Risk management is the identification, analysis and economic control of risks that threaten the assets or earning capacity of an enterprise or individual. It is an important aspect of financial planning that can provide relief and comfort in the event that something unfortunate happens to you, for which you have carefully insured yourself against.

Some of the personal risks you may encounter include:

  • Premature death
  • Total & permanent disability
  • Contracting critical illness
  • Income needs in retirement
  • Children’s education funding
  • Parent’s long-term care

To put it briefly, you may die too young, live too long, succumb to illness or disability.
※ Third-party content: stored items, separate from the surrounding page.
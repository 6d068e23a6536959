/// Returns the element after (or before) `current` in `items`, wrapping around.
///
/// A `current` not found in `items` is treated as the first element.
/// `items` must not be empty.
pub fn cycle<T: PartialEq + Copy>(items: &[T], current: T, forward: bool) -> T {
    let pos = items.iter().position(|&x| x == current).unwrap_or(0);
    let next = if forward {
        (pos + 1) % items.len()
    } else {
        (pos + items.len() - 1) % items.len()
    };
    items[next]
}

#[cfg(test)]
mod tests {
    use quickcheck_macros::quickcheck;

    use super::*;

    #[test]
    fn forward_advances() {
        assert_eq!(cycle(&[1, 2, 3], 1, true), 2);
    }

    #[test]
    fn forward_wraps_to_first() {
        assert_eq!(cycle(&[1, 2, 3], 3, true), 1);
    }

    #[test]
    fn backward_wraps_to_last() {
        assert_eq!(cycle(&[1, 2, 3], 1, false), 3);
    }

    #[test]
    fn missing_current_starts_from_first() {
        assert_eq!(cycle(&[1, 2, 3], 9, true), 2);
        assert_eq!(cycle(&[1, 2, 3], 9, false), 3);
    }

    #[test]
    fn single_item_stays_put() {
        assert_eq!(cycle(&['a'], 'a', true), 'a');
        assert_eq!(cycle(&['a'], 'a', false), 'a');
    }

    #[quickcheck]
    fn forward_then_backward_is_identity(len: u8, pick: u8) -> bool {
        let items: Vec<u8> = (0..=len).collect();
        let current = items[usize::from(pick) % items.len()];
        cycle(&items, cycle(&items, current, true), false) == current
    }
}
Insurance is a risk transfer mechanism by which an individual or organisation can exchange its uncertainty for certainty. The individual agrees to pay a fixed premium and in return, the insurance company agrees to meet any loss that falls within the terms of the policy.
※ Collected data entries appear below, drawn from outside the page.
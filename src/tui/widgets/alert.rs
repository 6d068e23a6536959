//! Blocking alert popup drawn over the current screen.

use ratatui::Frame;
use ratatui::layout::{Constraint, Flex, Layout, Rect};
use ratatui::style::{Color, Modifier, Style};
use ratatui::text::{Line, Span};
use ratatui::widgets::{Block, Borders, Clear, Paragraph, Wrap};

/// A dismissible message box.
#[derive(Debug, Clone, PartialEq, Eq)]
pub struct Alert {
    title: String,
    messages: Vec<String>,
}

impl Alert {
    /// Creates an alert with one line per message.
    pub fn new(title: impl Into<String>, messages: Vec<String>) -> Self {
        Self {
            title: title.into(),
            messages,
        }
    }

    pub fn title(&self) -> &str {
        &self.title
    }

    pub fn messages(&self) -> &[String] {
        &self.messages
    }
}

/// Returns a rectangle of at most `width` x `height` centered in `area`.
fn centered(area: Rect, width: u16, height: u16) -> Rect {
    let [row] = Layout::vertical([Constraint::Length(height)])
        .flex(Flex::Center)
        .areas(area);
    let [cell] = Layout::horizontal([Constraint::Length(width)])
        .flex(Flex::Center)
        .areas(row);
    cell
}

/// Renders the alert centered over `area`, clearing what is underneath.
#[mutants::skip]
pub fn draw_alert(alert: &Alert, frame: &mut Frame, area: Rect) {
    // Messages, a blank line, the dismiss hint, and the border.
    let height = alert.messages.len() as u16 + 4;
    let popup = centered(area, 50, height);

    let block = Block::default()
        .title(format!(" {} ", alert.title))
        .borders(Borders::ALL)
        .border_style(Style::default().fg(Color::Red));

    let mut lines: Vec<Line> = alert
        .messages
        .iter()
        .map(|m| Line::from(Span::styled(m.as_str(), Style::default().fg(Color::White))))
        .collect();
    lines.push(Line::from(""));
    lines.push(Line::from(Span::styled(
        "Enter/Esc: OK",
        Style::default()
            .fg(Color::DarkGray)
            .add_modifier(Modifier::ITALIC),
    )));

    frame.render_widget(Clear, popup);
    frame.render_widget(
        Paragraph::new(lines)
            .wrap(Wrap { trim: true })
            .block(block),
        popup,
    );
}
Insurance planning should be based on the ‘Large Loss Principle’, which means, insure low frequency but high severity risks. For example, insure for critical illnesses such as cancer or heart attack, which occur probably just once in a lifetime (low frequency) but when it occurs, the financial loss is severe. It is worthwhile taking out insurance for such illnesses but not for the common flu or for visiting the panel doctor that may costs RM40. Risk is essentially a combination of likelihood of event and the severity should the event occur.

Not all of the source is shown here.